| Your objective |
Look through the records below, and copy out every line that holds the string "DataQuery".

Records from a collection:
::::::::::
//! In-memory study catalog loaded from a JSON file.
//!
//! Stands in for the platform's hosted tables when running the agent locally:
//!
//! ```json
//! {
//!   "question_notebooks": [{ "id": "nb-1", "name": "Estudos do BCB" }],
//!   "sources": [{ "id": "src-1", "title": "SFN", "summaries": [{ "id": "sum-1", "title": "COPOM" }] }]
//! }
//! ```

use crate::tools::collaborators::{CollaboratorError, ContentLookup, ContentRef, DataQuery};
use async_trait::async_trait;
use serde::{Deserialize, Serialize};
use serde_json::{Map, Value};
use std::path::Path;
use thiserror::Error;

#[derive(Error, Debug)]
pub enum CatalogError {
    #[error("Failed to read catalog: {0}")]
    Io(#[from] std::io::Error),
    #[error("Invalid catalog JSON: {0}")]
    Parse(#[from] serde_json::Error),
}

#[derive(Serialize, Deserialize, Debug, Clone, PartialEq)]
pub struct Notebook {
    pub id: String,
    pub name: String,
    #[serde(flatten)]
    pub extra: Map<String, Value>,
}

#[derive(Serialize, Deserialize, Debug, Clone, PartialEq)]
pub struct Summary {
    pub id: String,
    pub title: String,
}

#[derive(Serialize, Deserialize, Debug, Clone, PartialEq)]
pub struct Source {
    pub id: String,
    pub title: String,
    #[serde(default)]
    pub summaries: Vec<Summary>,
    #[serde(flatten)]
    pub extra: Map<String, Value>,
}

#[derive(Serialize, Deserialize, Debug, Clone, Default, PartialEq)]
pub struct StudyCatalog {
    #[serde(default)]
    pub question_notebooks: Vec<Notebook>,
    #[serde(default)]
    pub sources: Vec<Source>,
}

impl StudyCatalog {
    pub fn load(path: impl AsRef<Path>) -> Result<Self, CatalogError> {
        let text = std::fs::read_to_string(path)?;
        Self::from_json(&text)
    }

    pub fn from_json(text: &str) -> Result<Self, CatalogError> {
        Ok(serde_json::from_str(text)?)
    }

    fn rows<T: Serialize>(items: &[T]) -> Result<Vec<Value>, CollaboratorError> {
        items
            .iter()
            .map(|item| serde_json::to_value(item).map_err(|e| CollaboratorError::Query(e.to_string())))
            .collect()
    }
}

#[async_trait]
impl DataQuery for StudyCatalog {
    async fn query(&self, resource: &str) -> Result<Vec<Value>, CollaboratorError> {
        match resource {
            "question_notebooks" => Self::rows(&self.question_notebooks),
            "sources" => Self::rows(&self.sources),
            other => Err(CollaboratorError::Query(format!("no such table: {}", other))),
        }
    }
}

#[async_trait]
impl ContentLookup for StudyCatalog {
    async fn find(&self, view: &str, search_term: &str) -> Result<Option<ContentRef>, CollaboratorError> {
        let term = search_term.to_lowercase();
        let found = match view.to_lowercase().as_str() {
            "questões" => self
                .question_notebooks
                .iter()
                .find(|n| n.name.to_lowercase().contains(&term))
                .map(|n| ContentRef {
                    id: n.id.clone(),
                    name: n.name.clone(),
                }),
            "resumos" => self
                .sources
                .iter()
                .flat_map(|s| s.summaries.iter())
                .find(|s| s.title.to_lowercase().contains(&term))
                .map(|s| ContentRef {
                    id: s.id.clone(),
                    name: s.title.clone(),
                }),
            _ => None,
        };
        Ok(found)
    }
}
::::::::::
| Output |
use crate::tools::collaborators::{CollaboratorError, ContentLookup, ContentRef, DataQuery};
impl DataQuery for StudyCatalog {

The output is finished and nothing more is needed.